Lo primero que ha acontecido en mi pensamiento al reflexionar sobre los argumentos que da Russell mediante un lenguaje “vago” ha sido que por qué en mi pensar no veo vaguedad ninguna, pues noto una armonía perfecta entre las cosas, las ideas y el lenguaje.
Las ilusiones de aquellos que dicen que hay problemas entre los tres elementos imbricados provienen del afán de superar lo real para explicarlo desde una perspectiva que, a mi juicio, no existe. Y de existir, solo se daría en la mente del mismo filósofo ilusionado que, perdido en el complejo laberinto del lenguaje, solo pudo mirar hacia atrás cuando escapaba de sus propios miedos.
La aplicación de las palabras no tiene cierto grado de vaguedad, pues como si de balas se tratasen, si el que dispara bien es alguien experimentado puede dar en el blanco usando esas balas y sin necesidad de comprar otras nuevas que dicen ser perfectamente precisas a cambio de albergar menos verosimilitud.
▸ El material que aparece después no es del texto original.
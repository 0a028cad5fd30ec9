//! Type-safe identifier wrappers around opaque upstream strings.
//!
//! Game and event identifiers come from the snapshot producer (NHL/ESPN
//! feeds) and carry no structure the engine relies on. They are wrapped in
//! distinct newtypes so a game id can never be passed where an event id is
//! expected.

use serde::{Deserialize, Serialize};
use ts_rs::TS;

/// Generates a newtype wrapper around an opaque [`String`] identifier.
macro_rules! define_id {
    (
        $(#[$meta:meta])*
        $name:ident
    ) => {
        $(#[$meta])*
        #[derive(Debug, Clone, PartialEq, Eq, PartialOrd, Ord, Hash, Serialize, Deserialize, TS)]
        #[serde(transparent)]
        #[ts(export, export_to = "bindings/")]
        pub struct $name(pub String);

        impl $name {
            /// Wrap an upstream identifier.
            pub fn new(raw: impl Into<String>) -> Self {
                Self(raw.into())
            }

            /// Borrow the identifier as a string slice.
            pub fn as_str(&self) -> &str {
                &self.0
            }

            /// Whether the identifier is empty or whitespace only.
            pub fn is_blank(&self) -> bool {
                self.0.trim().is_empty()
            }

            /// Return the inner [`String`].
            pub fn into_inner(self) -> String {
                self.0
            }
        }

        impl core::fmt::Display for $name {
            fn fmt(&self, f: &mut core::fmt::Formatter<'_>) -> core::fmt::Result {
                f.write_str(&self.0)
            }
        }

        impl From<String> for $name {
            fn from(raw: String) -> Self {
                Self(raw)
            }
        }

        impl From<&str> for $name {
            fn from(raw: &str) -> Self {
                Self(raw.to_owned())
            }
        }

        impl From<$name> for String {
            fn from(id: $name) -> Self {
                id.0
            }
        }
    };
}

define_id! {
    /// Identifier of a single game, stable for the game's lifetime.
    GameId
}

define_id! {
    /// Identifier of a play-by-play event, stable across snapshots that
    /// re-transmit it.
    EventId
}

#[cfg(test)]
mod tests {
    use super::*;

    #[test]
    fn blank_detection() {
        assert!(EventId::new("").is_blank());
        assert!(EventId::new("   ").is_blank());
        assert!(!EventId::new("102").is_blank());
    }

    #[test]
    fn serializes_as_plain_string() {
        let id = GameId::new("2023020204");
        let json = serde_json::to_string(&id).ok();
        assert_eq!(json.as_deref(), Some("\"2023020204\""));

        let restored: Result<GameId, _> = serde_json::from_str("\"2023020204\"");
        assert_eq!(restored.ok(), Some(id));
    }

    #[test]
    fn display_matches_inner() {
        let id = EventId::from("551");
        assert_eq!(id.to_string(), "551");
        assert_eq!(id.as_str(), "551");
    }
}
//! Consistency verification for a game ledger.
//!
//! For each team T the ledger must satisfy:
//!
//! ```text
//! score[T] == count(goals where goal.team == T)
//! goalie_stats[opponent(T)].goals_allowed == score[T]
//! ```
//!
//! Every goal updates all three records together, so these hold by
//! construction. The check runs after restoring a ledger from portable
//! state, where the records arrive independently.

use puckline_types::TeamSide;

use crate::ledger::GameLedger;
use crate::{LedgerAnomaly, Mismatch};

/// The result of a consistency check.
#[derive(Debug, Clone, PartialEq, Eq)]
pub enum ConsistencyResult {
    /// Score, goal log, and goalie lines agree.
    Consistent,
    /// One or more records disagree.
    Anomaly(LedgerAnomaly),
}

impl ConsistencyResult {
    /// Whether the check passed.
    pub const fn is_consistent(&self) -> bool {
        matches!(self, Self::Consistent)
    }
}

/// Verify the score against the goal log and the goalie lines.
pub fn verify_consistency(ledger: &GameLedger) -> ConsistencyResult {
    let mut mismatches = Vec::new();

    for team in [TeamSide::Home, TeamSide::Away] {
        let score = ledger.score().get(team);
        let logged = ledger
            .goals()
            .iter()
            .filter(|goal| goal.team == team)
            .count();
        if usize::try_from(score).ok() != Some(logged) {
            mismatches.push(Mismatch::ScoreVersusGoalLog {
                team,
                score,
                logged,
            });
        }

        let allowed = ledger.goalie_stats().get(team.opponent()).goals_allowed;
        if allowed != score {
            mismatches.push(Mismatch::GoalsAllowedVersusScore {
                goalie_team: team.opponent(),
                goals_allowed: allowed,
                opponent_score: score,
            });
        }
    }

    if mismatches.is_empty() {
        ConsistencyResult::Consistent
    } else {
        let message = format!(
            "game {} has {} inconsistent record(s)",
            ledger.game_id(),
            mismatches.len()
        );
        tracing::error!(game_id = %ledger.game_id(), mismatches = mismatches.len(), "Ledger inconsistency detected");
        ConsistencyResult::Anomaly(LedgerAnomaly {
            game_id: ledger.game_id().clone(),
            mismatches,
            message,
        })
    }
}
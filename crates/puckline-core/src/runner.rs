//! Snapshot replay loop.
//!
//! [`run_replay`] pulls every snapshot from a [`SnapshotSource`], routes it
//! through a [`GameHub`], and hands each report to a [`ReportSink`] in the
//! order the snapshots were read. Snapshots for different games are in
//! flight together; a game's own snapshots are still applied one at a time.

use std::collections::VecDeque;

use tracing::{info, warn};

use puckline_types::{RecommendationTier, UpdateReport};

use crate::hub::{GameHub, HubError, PendingReport};
use crate::source::{ReportSink, SnapshotSource, SourceError};

/// Errors that end a replay.
#[derive(Debug, thiserror::Error)]
pub enum RunnerError {
    /// The source or sink failed.
    #[error("source error: {source}")]
    Source {
        /// The underlying source error.
        #[from]
        source: SourceError,
    },

    /// A game worker failed.
    #[error("hub error: {source}")]
    Hub {
        /// The underlying hub error.
        #[from]
        source: HubError,
    },
}

/// Counts collected over one replay.
#[derive(Debug, Clone, Copy, Default, PartialEq, Eq)]
pub struct ReplaySummary {
    /// Snapshots read from the source.
    pub snapshots: u64,
    /// Events that passed deduplication, summed over all reports.
    pub new_events: u64,
    /// Warnings raised, summed over all reports.
    pub warnings: u64,
    /// Reports recommending PLAY_BY_PLAY.
    pub play_by_play: u64,
    /// Reports recommending MIXED_COVERAGE.
    pub mixed_coverage: u64,
    /// Reports recommending FILLER_CONTENT.
    pub filler_content: u64,
}

impl ReplaySummary {
    fn record(&mut self, report: &UpdateReport) {
        let new_events = u64::try_from(report.new_event_count).unwrap_or(u64::MAX);
        let warnings = u64::try_from(report.warnings.len()).unwrap_or(u64::MAX);
        self.new_events = self.new_events.saturating_add(new_events);
        self.warnings = self.warnings.saturating_add(warnings);
        let tier = match report.recommendation_tier {
            RecommendationTier::PlayByPlay => &mut self.play_by_play,
            RecommendationTier::MixedCoverage => &mut self.mixed_coverage,
            RecommendationTier::FillerContent => &mut self.filler_content,
        };
        *tier = tier.saturating_add(1);
    }
}

/// Replay every snapshot from `source` through `hub` into `sink`.
///
/// At most `max_in_flight` reports are awaited at once (minimum one).
///
/// # Errors
///
/// Returns [`RunnerError`] if the source, sink, or a worker fails.
pub async fn run_replay(
    source: &mut dyn SnapshotSource,
    sink: &mut dyn ReportSink,
    hub: &mut GameHub,
    max_in_flight: usize,
) -> Result<ReplaySummary, RunnerError> {
    let max_in_flight = max_in_flight.max(1);
    let mut pending: VecDeque<PendingReport> = VecDeque::new();
    let mut summary = ReplaySummary::default();

    info!(max_in_flight, "Replay starting");

    while let Some(routed) = source.next_snapshot()? {
        summary.snapshots = summary.snapshots.saturating_add(1);
        pending.push_back(hub.submit(routed.game_id, routed.snapshot).await?);
        while pending.len() >= max_in_flight {
            if let Some(next) = pending.pop_front() {
                deliver(next, sink, &mut summary).await?;
            }
        }
    }
    while let Some(next) = pending.pop_front() {
        deliver(next, sink, &mut summary).await?;
    }

    info!(
        snapshots = summary.snapshots,
        new_events = summary.new_events,
        warnings = summary.warnings,
        play_by_play = summary.play_by_play,
        mixed_coverage = summary.mixed_coverage,
        filler_content = summary.filler_content,
        "Replay finished"
    );
    Ok(summary)
}

async fn deliver(
    pending: PendingReport,
    sink: &mut dyn ReportSink,
    summary: &mut ReplaySummary,
) -> Result<(), RunnerError> {
    let report = pending.wait().await?;
    if !report.warnings.is_empty() {
        warn!(
            game_id = %report.game_id,
            warnings = report.warnings.len(),
            "Snapshot applied with warnings"
        );
    }
    summary.record(&report);
    sink.emit(&report)?;
    Ok(())
}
La precisión hacia la diana de lo verdadero y lo falso no depende de la naturaleza de la bala, sino de la virtud de quien dispara, y ese hábito es la precisión, que no es defecto del objeto (el lenguaje ordinario) sino en todo caso de la falta de comprensión y la carencia de precisión del sujeto.
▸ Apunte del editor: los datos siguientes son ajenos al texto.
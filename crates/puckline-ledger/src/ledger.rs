//! The game ledger: canonical, incrementally updated state for one game.
//!
//! A [`GameLedger`] is created empty when a game is first tracked and is
//! mutated only through [`GameLedger::apply_snapshot`]. Each call
//! deduplicates the snapshot's events against the ledger's high-water mark,
//! applies the new ones to the score, shot, goalie, goal, and penalty
//! records, scores them for momentum, and returns an [`UpdateReport`].
//!
//! # Design
//!
//! - **Append-only logs**: goals and penalties are kept in arrival order.
//! - **Monotonic counters**: score, shots, and goalie lines only grow; an
//!   out-of-order snapshot never rolls them or the clock back.
//! - **Never fails**: every data problem becomes an [`EngineWarning`].

use std::collections::BTreeSet;

use chrono::{DateTime, Utc};
use tracing::{debug, info, warn};

use puckline_analysis::{GameContext, MomentumConfig, breakdown, classify, describe_location};
use puckline_types::{
    EngineWarning, EventId, GameClock, GameId, GameStatus, GoalRecord, GoalieTally,
    PenaltyRecord, PlayEvent, ScoredEvent, Snapshot, StateSummary, TeamTally, UpdateReport,
};

use crate::consistency::{ConsistencyResult, verify_consistency};
use crate::decode::decode;
use crate::dedup::dedupe;

/// Canonical state for one game.
#[derive(Debug, Clone, PartialEq, Eq)]
pub struct GameLedger {
    pub(crate) game_id: GameId,
    pub(crate) status: GameStatus,
    pub(crate) score: TeamTally,
    pub(crate) shots: TeamTally,
    pub(crate) clock: GameClock,
    pub(crate) goalie_stats: GoalieTally,
    pub(crate) goals: Vec<GoalRecord>,
    pub(crate) penalties: Vec<PenaltyRecord>,
    pub(crate) seen_event_ids: BTreeSet<EventId>,
    pub(crate) last_captured_at: Option<DateTime<Utc>>,
    pub(crate) snapshots_applied: u64,
}

/// Records appended while applying one snapshot.
#[derive(Debug, Default)]
struct Appended {
    goals: Vec<GoalRecord>,
    penalties: Vec<PenaltyRecord>,
}

impl GameLedger {
    /// Start tracking a game with an empty, zeroed state.
    pub fn new(game_id: GameId) -> Self {
        Self {
            game_id,
            status: GameStatus::Live,
            score: TeamTally::default(),
            shots: TeamTally::default(),
            clock: GameClock::default(),
            goalie_stats: GoalieTally::default(),
            goals: Vec::new(),
            penalties: Vec::new(),
            seen_event_ids: BTreeSet::new(),
            last_captured_at: None,
            snapshots_applied: 0,
        }
    }

    // -----------------------------------------------------------------------
    // Read access
    // -----------------------------------------------------------------------

    /// The game this ledger tracks.
    pub const fn game_id(&self) -> &GameId {
        &self.game_id
    }

    /// Lifecycle status.
    pub const fn status(&self) -> GameStatus {
        self.status
    }

    /// Whether [`conclude`](Self::conclude) has been called.
    pub const fn is_concluded(&self) -> bool {
        matches!(self.status, GameStatus::Final)
    }

    /// Current score.
    pub const fn score(&self) -> &TeamTally {
        &self.score
    }

    /// Current shot totals.
    pub const fn shots(&self) -> &TeamTally {
        &self.shots
    }

    /// Latest game clock.
    pub const fn clock(&self) -> &GameClock {
        &self.clock
    }

    /// Current period number.
    pub const fn period(&self) -> u32 {
        self.clock.period
    }

    /// Goaltender lines.
    pub const fn goalie_stats(&self) -> &GoalieTally {
        &self.goalie_stats
    }

    /// Goal log in arrival order.
    pub fn goals(&self) -> &[GoalRecord] {
        &self.goals
    }

    /// Penalty log in arrival order.
    pub fn penalties(&self) -> &[PenaltyRecord] {
        &self.penalties
    }

    /// The high-water mark of applied event ids.
    pub const fn seen_event_ids(&self) -> &BTreeSet<EventId> {
        &self.seen_event_ids
    }

    /// Whether an event id has already been applied.
    pub fn has_seen(&self, event_id: &EventId) -> bool {
        self.seen_event_ids.contains(event_id)
    }

    /// Capture time of the newest applied snapshot.
    pub const fn last_captured_at(&self) -> Option<DateTime<Utc>> {
        self.last_captured_at
    }

    /// Number of snapshots applied over the ledger's lifetime.
    pub const fn snapshots_applied(&self) -> u64 {
        self.snapshots_applied
    }

    /// Current state, with no newly appended records.
    pub fn summary(&self) -> StateSummary {
        self.summary_with(Appended::default())
    }

    /// Check that the score agrees with the goal log and goalie lines.
    pub fn verify_consistency(&self) -> ConsistencyResult {
        verify_consistency(self)
    }

    // -----------------------------------------------------------------------
    // Mutation
    // -----------------------------------------------------------------------

    /// Mark the game as over.
    ///
    /// The ledger has no notion of a final horn on its own; the feeding
    /// collaborator calls this when it stops tracking the game.
    pub fn conclude(&mut self) {
        if !self.is_concluded() {
            info!(
                game_id = %self.game_id,
                score_home = self.score.home,
                score_away = self.score.away,
                "Game concluded"
            );
        }
        self.status = GameStatus::Final;
    }

    /// Apply one snapshot and report what changed.
    ///
    /// Already-applied events are skipped, so re-delivering a snapshot is a
    /// no-op. Malformed events are skipped with a warning; processing of the
    /// remaining events continues.
    pub fn apply_snapshot(&mut self, snapshot: &Snapshot, config: &MomentumConfig) -> UpdateReport {
        let total_event_count = snapshot.events.len();
        let mut warnings = Vec::new();

        if let Some(received) = snapshot.game_id.as_ref().filter(|id| **id != self.game_id) {
            warn!(
                expected = %self.game_id,
                received = %received,
                "Snapshot belongs to another game, ignoring"
            );
            warnings.push(EngineWarning::GameMismatch {
                expected: self.game_id.clone(),
                received: received.clone(),
            });
            return self.report(ReportParts {
                new_event_count: 0,
                total_event_count,
                aggregate: 0,
                events: Vec::new(),
                appended: Appended::default(),
                warnings,
                config,
            });
        }

        if self.is_concluded() {
            warn!(game_id = %self.game_id, "Snapshot arrived after the game was concluded");
            warnings.push(EngineWarning::SnapshotAfterConclusion);
        }

        self.advance_clock(snapshot, &mut warnings);

        let deduped = dedupe(&self.seen_event_ids, &snapshot.events);
        for &position in &deduped.missing_ids {
            let type_key = snapshot
                .events
                .get(position)
                .map(|e| e.type_key.clone())
                .unwrap_or_default();
            warn!(
                game_id = %self.game_id,
                position,
                type_key = type_key.as_str(),
                "Event has no id and cannot be deduplicated"
            );
            warnings.push(EngineWarning::MissingEventId { position, type_key });
        }

        let mut appended = Appended::default();
        let mut events = Vec::with_capacity(deduped.new_events.len());
        let mut aggregate: u32 = 0;

        for indexed in &deduped.new_events {
            let raw = indexed.event;
            let play = match decode(raw) {
                Ok(play) => play,
                Err(e) => {
                    warn!(
                        game_id = %self.game_id,
                        position = indexed.position,
                        type_key = raw.type_key.as_str(),
                        error = %e,
                        "Skipping malformed event"
                    );
                    warnings.push(EngineWarning::MalformedEvent {
                        position: indexed.position,
                        event_id: raw.event_id.clone(),
                        type_key: raw.type_key.clone(),
                        reason: e.to_string(),
                    });
                    continue;
                }
            };

            let game_time = GameClock {
                time_remaining: raw.time_remaining.unwrap_or(snapshot.clock.time_remaining),
                ..snapshot.clock
            };

            self.record(&play, game_time, &mut appended);

            // Context reflects the score after this event.
            let context = GameContext::new(&snapshot.clock, &self.score).at(raw.time_remaining);
            let detail = breakdown(&play, &context, config);
            aggregate = aggregate.saturating_add(detail.total);

            debug!(
                game_id = %self.game_id,
                event_id = raw.usable_id().map(EventId::as_str),
                kind = ?play.kind(),
                base = detail.base,
                multiplier = %detail.multiplier,
                bonus = detail.bonus,
                momentum = detail.total,
                "Applied event"
            );

            events.push(ScoredEvent {
                event_id: raw.usable_id().cloned(),
                kind: play.kind(),
                team: play.team(),
                momentum: detail.total,
                game_time,
                location_phrase: play.location().map(describe_location),
                event: play,
            });
        }

        let new_event_count = deduped.new_events.len();
        self.seen_event_ids = deduped.seen;
        self.snapshots_applied = self.snapshots_applied.saturating_add(1);

        self.report(ReportParts {
            new_event_count,
            total_event_count,
            aggregate,
            events,
            appended,
            warnings,
            config,
        })
    }

    /// Move the clock forward. An earlier period is flagged; an earlier
    /// reading within the current period is ignored.
    fn advance_clock(&mut self, snapshot: &Snapshot, warnings: &mut Vec<EngineWarning>) {
        let incoming = snapshot.clock;
        if incoming.period > self.clock.period
            || (incoming.period == self.clock.period
                && incoming.time_remaining.total_seconds()
                    <= self.clock.time_remaining.total_seconds())
        {
            self.clock = incoming;
        } else if incoming.period < self.clock.period {
            warn!(
                game_id = %self.game_id,
                snapshot_period = snapshot.clock.period,
                ledger_period = self.clock.period,
                "Out-of-order snapshot; clock and counters not rolled back"
            );
            warnings.push(EngineWarning::OutOfOrderSnapshot {
                snapshot_period: snapshot.clock.period,
                ledger_period: self.clock.period,
            });
        }

        if let Some(captured_at) = snapshot.captured_at {
            let newer = self.last_captured_at.is_none_or(|last| captured_at > last);
            if newer {
                self.last_captured_at = Some(captured_at);
            }
        }
    }

    /// Apply one decoded event to the counters and logs.
    fn record(&mut self, play: &PlayEvent, game_time: GameClock, appended: &mut Appended) {
        if let Some(team) = play.team().filter(|_| play.kind().is_shot()) {
            self.shots.increment(team);
        }
        match play {
            PlayEvent::Goal(goal) => {
                let record = GoalRecord {
                    scorer: goal.scorer.clone(),
                    assists: goal.assists.clone(),
                    team: goal.team,
                    game_time,
                };
                self.score.increment(goal.team);
                let goalie = self.goalie_stats.get_mut(goal.team.opponent());
                goalie.goals_allowed = goalie.goals_allowed.saturating_add(1);
                info!(
                    game_id = %self.game_id,
                    team = goal.team.as_str(),
                    scorer = goal.scorer.as_str(),
                    score_home = self.score.home,
                    score_away = self.score.away,
                    "Goal recorded"
                );
                self.goals.push(record.clone());
                appended.goals.push(record);
            }
            PlayEvent::Penalty(penalty) => {
                let record = PenaltyRecord {
                    player: penalty.player.clone(),
                    team: penalty.team,
                    duration_minutes: penalty.duration_minutes,
                    game_time,
                };
                self.penalties.push(record.clone());
                appended.penalties.push(record);
            }
            PlayEvent::ShotOnGoal(shot) => {
                let goalie = self.goalie_stats.get_mut(shot.team.opponent());
                goalie.saves = goalie.saves.saturating_add(1);
            }
            PlayEvent::MissedShot(_)
            | PlayEvent::Fight(_)
            | PlayEvent::Hit(_)
            | PlayEvent::Faceoff(_)
            | PlayEvent::Other { .. } => {}
        }
    }

    fn summary_with(&self, appended: Appended) -> StateSummary {
        StateSummary {
            score: self.score,
            shots: self.shots,
            clock: self.clock,
            goalie_stats: self.goalie_stats,
            new_goals: appended.goals,
            new_penalties: appended.penalties,
            goal_count: self.goals.len(),
            penalty_count: self.penalties.len(),
            status: self.status,
            last_captured_at: self.last_captured_at,
        }
    }

    fn report(&self, parts: ReportParts<'_>) -> UpdateReport {
        let recommendation_tier = classify(parts.aggregate, &parts.config.tiers);
        info!(
            game_id = %self.game_id,
            new_events = parts.new_event_count,
            total_events = parts.total_event_count,
            momentum = parts.aggregate,
            tier = ?recommendation_tier,
            warnings = parts.warnings.len(),
            "Snapshot applied"
        );
        UpdateReport {
            game_id: self.game_id.clone(),
            new_event_count: parts.new_event_count,
            total_event_count: parts.total_event_count,
            aggregate_momentum_score: parts.aggregate,
            recommendation_tier,
            events: parts.events,
            state: self.summary_with(parts.appended),
            warnings: parts.warnings,
        }
    }
}

/// Everything [`GameLedger::report`] needs besides the ledger itself.
struct ReportParts<'a> {
    new_event_count: usize,
    total_event_count: usize,
    aggregate: u32,
    events: Vec<ScoredEvent>,
    appended: Appended,
    warnings: Vec<EngineWarning>,
    config: &'a MomentumConfig,
}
Pese a todo, Russell afirma que el fallo que implica vaguedad se encuentra en la relación multívoca entre el sistema representativo y el sistema representado que dan el significado, y la relación biunívoca nos quitaría los problemas de vaguedad que tiene el lenguaje ordinario, aquel que no sabe diferenciar entre un vaso de agua potable y uno que no contendría agua potable. Esto que dice Russell en realidad implica la consideración de que la bala tiene que llevar consigo las consecuencias que produce, es decir, que lo exacto tiene que ser a la vez preciso y verdadero para que la bala gane en pragmatismo y se libre de vaguedad con unos límites bien forjados de lo que precisa cada definición en su relación a lo verdadero y lo falso. Esto no tiene que ser así, pues la bala no tiene que llevar dentro de sí misma el impacto, pues si no se usa no daña a nada. Es en el momento en el que la bala se usa cuando produce un impacto que no está en ella misma, sino en otro objeto, y ese impacto puede ser preciso y verdadero (independientemente de si la bala es exacta) si el que dispara tiene experiencia en saber cómo causar ese impacto incluso manejando la peor de las armas.
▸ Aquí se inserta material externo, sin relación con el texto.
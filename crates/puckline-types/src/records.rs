//! Ledger records: per-team tallies and the goal and penalty logs.

use serde::{Deserialize, Serialize};
use ts_rs::TS;

use crate::clock::GameClock;
use crate::enums::TeamSide;

/// A non-negative counter per team.
#[derive(Debug, Clone, Copy, Default, PartialEq, Eq, Hash, Serialize, Deserialize, TS)]
#[ts(export, export_to = "bindings/")]
pub struct TeamTally {
    /// Home team count.
    pub home: u32,
    /// Away team count.
    pub away: u32,
}

impl TeamTally {
    /// Count for one team.
    pub const fn get(&self, side: TeamSide) -> u32 {
        match side {
            TeamSide::Home => self.home,
            TeamSide::Away => self.away,
        }
    }

    /// Add one to a team's count, saturating at the type's maximum.
    pub const fn increment(&mut self, side: TeamSide) {
        match side {
            TeamSide::Home => self.home = self.home.saturating_add(1),
            TeamSide::Away => self.away = self.away.saturating_add(1),
        }
    }

    /// Home minus away.
    pub fn differential(&self) -> i64 {
        i64::from(self.home).saturating_sub(i64::from(self.away))
    }
}

/// A goaltender's running line for one team.
#[derive(Debug, Clone, Copy, Default, PartialEq, Eq, Hash, Serialize, Deserialize, TS)]
#[ts(export, export_to = "bindings/")]
pub struct GoalieLine {
    /// Goals conceded.
    pub goals_allowed: u32,
    /// Shots on goal stopped.
    pub saves: u32,
}

impl GoalieLine {
    /// Shots faced: saves plus goals allowed.
    pub const fn shots_faced(&self) -> u32 {
        self.saves.saturating_add(self.goals_allowed)
    }
}

/// Goaltender lines for both teams, keyed by the team the goalie plays for.
#[derive(Debug, Clone, Copy, Default, PartialEq, Eq, Hash, Serialize, Deserialize, TS)]
#[ts(export, export_to = "bindings/")]
pub struct GoalieTally {
    /// The home goaltender.
    pub home: GoalieLine,
    /// The away goaltender.
    pub away: GoalieLine,
}

impl GoalieTally {
    /// Line for the goalie of one team.
    pub const fn get(&self, side: TeamSide) -> &GoalieLine {
        match side {
            TeamSide::Home => &self.home,
            TeamSide::Away => &self.away,
        }
    }

    /// Mutable line for the goalie of one team.
    pub const fn get_mut(&mut self, side: TeamSide) -> &mut GoalieLine {
        match side {
            TeamSide::Home => &mut self.home,
            TeamSide::Away => &mut self.away,
        }
    }
}

/// One entry of the append-only goal log.
#[derive(Debug, Clone, PartialEq, Eq, Hash, Serialize, Deserialize, TS)]
#[ts(export, export_to = "bindings/")]
pub struct GoalRecord {
    /// Goal scorer.
    pub scorer: String,
    /// Zero to two assisting players.
    pub assists: Vec<String>,
    /// Scoring team.
    pub team: TeamSide,
    /// When the goal was scored.
    pub game_time: GameClock,
}

/// One entry of the append-only penalty log.
#[derive(Debug, Clone, PartialEq, Eq, Hash, Serialize, Deserialize, TS)]
#[ts(export, export_to = "bindings/")]
pub struct PenaltyRecord {
    /// Penalized player.
    pub player: String,
    /// Penalized team.
    pub team: TeamSide,
    /// Penalty length in minutes.
    pub duration_minutes: u32,
    /// When the penalty was called.
    pub game_time: GameClock,
}

#[cfg(test)]
mod tests {
    use super::*;

    #[test]
    fn tally_increments_one_side() {
        let mut tally = TeamTally::default();
        tally.increment(TeamSide::Away);
        tally.increment(TeamSide::Away);
        tally.increment(TeamSide::Home);
        assert_eq!(tally.get(TeamSide::Away), 2);
        assert_eq!(tally.get(TeamSide::Home), 1);
        assert_eq!(tally.differential(), -1);
    }

    #[test]
    fn goalie_lines_are_independent() {
        let mut goalies = GoalieTally::default();
        goalies.get_mut(TeamSide::Home).saves = 12;
        goalies.get_mut(TeamSide::Home).goals_allowed = 2;
        assert_eq!(goalies.get(TeamSide::Home).shots_faced(), 14);
        assert_eq!(goalies.get(TeamSide::Away).shots_faced(), 0);
    }
}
A mi juicio, como aquel que está perdido en un laberinto con un arma en el bolsillo que contenga solo dos balas, cuando haya que enfrentarse a una amenaza en un lugar vago como lo es un laberinto, no voy a pensar cuál de las dos balas va a ganar en pragmatismo. Esto sería así puesto que la inmediatez del momento me precisa actuar con rapidez, y la rapidez es justificación suficiente para usar una bala del modo más preciso que existe considerando en un segundo plano racional menos articulado las consecuencias que ello conlleva.
En realidad, la rapidez de la bala del lenguaje ordinario tiene más valor que cualquier otra, pues si bien es cierto que la palabra “rojo” puede tener vaguedad por sí misma, cuando el hombre apunta a una diana y tiene claro cuál es el objeto al que se refiere, esa palabra es la más precisa de todas. La efimeridad de la vida conlleva un uso del lenguaje ordinario veloz, pero no por ello necesariamente vago.
Que Russell se escude en que hay cierto grado de vaguedad siempre en nuestro lenguaje ordinario no es sino una excusa para decir que incluso en los casos en que el lenguaje no debe ser vago porque las circunstancias no lo permiten, seguirá teniendo restos de vaguedad por la imprecisión natural que tiene en su sangre dicho lenguaje. Frente a esto, la objeción más evidente que puede hacerse es aquella de la que Russell es consciente: el uso mismo de que usara el inglés para expresar la idea de que ese lenguaje es vago, le condena a creer que su propia teoría es portadora de cierta vaguedad, y con ello, imprecisa en relación con lo verdadero y lo falso.
[1] Bertrand Russell, "Vaguedad", (1923) en M. Bunge (ed.), Antología semántica, Buenos Aires, Nueva Visión, 1960 (traducción de E. Arias y L. Fornasari).